The content of each test should be transparent, even if that means "everything we've ever covered."  I thoroughly approve of cumulative tests; why should I bother teaching in September if everyone's allowed to forget what we learned?  But I also approve of a clear course outline, indicating the general topics that have been covered in class and that will show up on the test.  A cumulative test is not a licence to play "gotcha!"  If you're consistent all year in what you expect students to understand in each unit, and if every test includes something from each previous unit, the class will recognize and meet your expectation that they learn physics for the long term.  The nice side effect is that final exam preparation becomes a piece of cake if all tests are cumulative.

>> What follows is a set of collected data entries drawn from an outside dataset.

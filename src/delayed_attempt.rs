//! A one-shot "try to connect after a delay" token (§4.1).

use std::future::Future;
use std::sync::atomic::{AtomicBool, Ordering};
use std::sync::{Arc, Mutex};
use std::time::Duration;

use tokio::sync::oneshot;

use crate::clock::Clock;
use crate::error::PhoenixError;

enum Control {
    Skip,
    Abort,
}

/// A single delayed attempt at invoking some fallible async callback.
///
/// Two phases: *delaying* (waiting out `delay`, or cut short by
/// `skip_delay`/`abort`) and *callback running/done*. `abort` during the
/// delay prevents the callback from ever running; `skip_delay` just
/// collapses the wait.
pub struct DelayedAttempt<T> {
    id: u32,
    control_tx: Arc<Mutex<Option<oneshot::Sender<Control>>>>,
    delay_resolved: Arc<AtomicBool>,
    callback_rx: Option<oneshot::Receiver<Result<T, PhoenixError>>>,
}

impl<T: Send + 'static> DelayedAttempt<T> {
    /// Spawn the attempt: after `delay` (or immediately on `skip_delay`),
    /// invoke `callback` and resolve `callback_future` with its result.
    /// `abort` before the delay resolves short-circuits with an error and
    /// the callback never runs.
    pub fn new<F, Fut>(delay: Duration, clock: Arc<dyn Clock>, callback: F) -> Self
    where
        F: FnOnce() -> Fut + Send + 'static,
        Fut: Future<Output = Result<T, PhoenixError>> + Send + 'static,
    {
        let id = rand::random::<u32>();
        let delay_resolved = Arc::new(AtomicBool::new(false));
        let (ctrl_tx, mut ctrl_rx) = oneshot::channel();
        let control_tx = Arc::new(Mutex::new(Some(ctrl_tx)));
        let (callback_tx, callback_rx) = oneshot::channel();

        let task_resolved = Arc::clone(&delay_resolved);

        tokio::spawn(async move {
            let control = tokio::select! {
                () = clock.sleep(delay) => None,
                ctrl = &mut ctrl_rx => ctrl.ok(),
            };
            task_resolved.store(true, Ordering::SeqCst);

            if matches!(control, Some(Control::Abort)) {
                let _ = callback_tx.send(Err(PhoenixError::ConnectionInitialization {
                    cause: "attempt aborted during delay".to_string(),
                }));
                return;
            }

            let result = callback().await;
            let _ = callback_tx.send(result);
        });

        Self {
            id,
            control_tx,
            delay_resolved,
            callback_rx: Some(callback_rx),
        }
    }

    #[must_use]
    pub fn id(&self) -> u32 {
        self.id
    }

    #[must_use]
    pub fn delay_done(&self) -> bool {
        self.delay_resolved.load(Ordering::SeqCst)
    }

    /// Collapse the remaining delay; the callback then runs immediately.
    /// No-op if the delay has already resolved.
    pub fn skip_delay(&self) {
        send_control(&self.control_tx, &self.delay_resolved, Control::Skip);
    }

    /// Cancel the delay and prevent the callback from ever running.
    /// No-op if the delay has already resolved.
    pub fn abort(&self) {
        send_control(&self.control_tx, &self.delay_resolved, Control::Abort);
    }

    /// Await the callback's completion (or the abort error).
    ///
    /// # Panics
    /// Panics if called more than once; a `DelayedAttempt` is consumed by a
    /// single awaiter, matching the single-shot `callbackFuture` contract.
    pub async fn callback_future(&mut self) -> Result<T, PhoenixError> {
        let rx = self
            .callback_rx
            .take()
            .expect("callback_future polled more than once");
        await_receiver(rx).await
    }

    /// A lightweight, independently-ownable control surface (`id`,
    /// `skip_delay`, `abort`) that doesn't borrow `self`. Needed by callers
    /// that must hold the receiver returned by `into_receiver` across a
    /// `select!` loop while still being able to call `skip_delay`/`abort`.
    #[must_use]
    pub fn handle(&self) -> AttemptHandle {
        AttemptHandle {
            id: self.id,
            control_tx: Arc::clone(&self.control_tx),
            delay_resolved: Arc::clone(&self.delay_resolved),
        }
    }

    /// Take ownership of the single-shot receiver directly, for callers that
    /// want to poll it themselves (e.g. across multiple `select!` turns)
    /// rather than through `callback_future`.
    ///
    /// # Panics
    /// Panics if the receiver has already been taken.
    pub fn into_receiver(mut self) -> oneshot::Receiver<Result<T, PhoenixError>> {
        self.callback_rx.take().expect("receiver already taken")
    }
}

async fn await_receiver<T>(rx: oneshot::Receiver<Result<T, PhoenixError>>) -> Result<T, PhoenixError> {
    rx.await.unwrap_or_else(|_| {
        Err(PhoenixError::ConnectionInitialization {
            cause: "attempt task dropped without completing".to_string(),
        })
    })
}

fn send_control(control_tx: &Mutex<Option<oneshot::Sender<Control>>>, delay_resolved: &AtomicBool, control: Control) {
    if delay_resolved.load(Ordering::SeqCst) {
        return;
    }
    if let Some(tx) = control_tx.lock().unwrap().take() {
        let _ = tx.send(control);
    }
}

/// The `id`/`skip_delay`/`abort` surface of a `DelayedAttempt`, clonable and
/// independent of the (single-shot) completion receiver.
#[derive(Clone)]
pub struct AttemptHandle {
    id: u32,
    control_tx: Arc<Mutex<Option<oneshot::Sender<Control>>>>,
    delay_resolved: Arc<AtomicBool>,
}

impl AttemptHandle {
    #[must_use]
    pub fn id(&self) -> u32 {
        self.id
    }

    #[must_use]
    pub fn delay_done(&self) -> bool {
        self.delay_resolved.load(Ordering::SeqCst)
    }

    pub fn skip_delay(&self) {
        send_control(&self.control_tx, &self.delay_resolved, Control::Skip);
    }

    pub fn abort(&self) {
        send_control(&self.control_tx, &self.delay_resolved, Control::Abort);
    }
}

impl<T> PartialEq for DelayedAttempt<T> {
    fn eq(&self, other: &Self) -> bool {
        self.id == other.id
    }
}

#[cfg(test)]
mod tests {
    use super::*;
    use crate::clock::fake::FakeClock;
    use crate::clock::TokioClock;
    use std::sync::atomic::AtomicBool as StdAtomicBool;

    #[tokio::test]
    async fn callback_runs_after_delay_elapses() {
        let ran = Arc::new(StdAtomicBool::new(false));
        let ran2 = Arc::clone(&ran);
        let mut attempt = DelayedAttempt::new(Duration::from_millis(1), Arc::new(TokioClock), move || {
            let ran = Arc::clone(&ran2);
            async move {
                ran.store(true, Ordering::SeqCst);
                Ok::<_, PhoenixError>(42)
            }
        });
        let result = attempt.callback_future().await.unwrap();
        assert_eq!(result, 42);
        assert!(ran.load(Ordering::SeqCst));
    }

    #[tokio::test]
    async fn skip_delay_runs_callback_without_waiting() {
        let clock = FakeClock::new();
        let mut attempt = DelayedAttempt::new(Duration::from_secs(3600), Arc::new(clock), || async {
            Ok::<_, PhoenixError>(7)
        });
        // skip_delay is delivered through a oneshot, so it is buffered even
        // if the spawned task hasn't reached its `select!` yet.
        attempt.skip_delay();
        let result = tokio::time::timeout(Duration::from_secs(1), attempt.callback_future())
            .await
            .expect("skip_delay should unblock immediately")
            .unwrap();
        assert_eq!(result, 7);
    }

    #[tokio::test]
    async fn abort_prevents_callback_from_running() {
        let clock = FakeClock::new();
        let ran = Arc::new(StdAtomicBool::new(false));
        let ran2 = Arc::clone(&ran);
        let mut attempt = DelayedAttempt::new(Duration::from_secs(3600), Arc::new(clock), move || {
            let ran = Arc::clone(&ran2);
            async move {
                ran.store(true, Ordering::SeqCst);
                Ok::<_, PhoenixError>(1)
            }
        });
        attempt.abort();
        let result = tokio::time::timeout(Duration::from_secs(1), attempt.callback_future())
            .await
            .expect("abort should unblock immediately");
        assert!(result.is_err());
        assert!(!ran.load(Ordering::SeqCst));
    }

    #[tokio::test]
    async fn skip_delay_is_idempotent_after_resolution() {
        let mut attempt =
            DelayedAttempt::new(Duration::from_millis(1), Arc::new(TokioClock), || async {
                Ok::<_, PhoenixError>(())
            });
        attempt.callback_future().await.unwrap();
        // Delay already resolved; these must not panic or deadlock.
        attempt.skip_delay();
        attempt.abort();
    }

    #[test]
    fn equality_is_by_id() {
        let a = DelayedAttempt::<()>::new(Duration::from_secs(3600), Arc::new(FakeClock::new()), || async {
            Ok(())
        });
        let b = DelayedAttempt::<()>::new(Duration::from_secs(3600), Arc::new(FakeClock::new()), || async {
            Ok(())
        });
        assert_eq!(a, a);
        assert_ne!(a.id(), b.id());
    }
}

Someone stopped me in the hall yesterday after the first test, and said, "Mr. Jacobs!  That was like an EXAM, not just a test!"  I smiled at him... imagine how seriously he'll take my actual trimester exam, now that he knows what my monthly tests are like.  And imagine how comfortable he'll be in May on a cumulative, year-long, national exam like the AP or the SAT II.


03 October 2011

What does g mean?

(From a note to my class folder after a lab writeup:)
From NASA:  Recognize the guy in "zero g"?  (Or *is* he
in "zero g"?)

The variable g represents the gravitational field, which near earth is 10 N/kg.

Or, the variable g represents the free-fall acceleration, which on earth is 10 m/s2.

The variable g does NOT represent the "force of gravity" or the "gravitational pull."  The force of gravity on an object is the object's weight, or mg.

The variable g does NOT represent the "free-fall velocity."  Such a thing does not exist.

And finally, the variable g does not mean "gravity."  That's ambiguous -- lost of quantities are associated with this nebulous thing called gravity.  There's gravitational field and free-fall gravitational acceleration, but also gravitational force, gravitational potential energy, and the universal gravitation constant.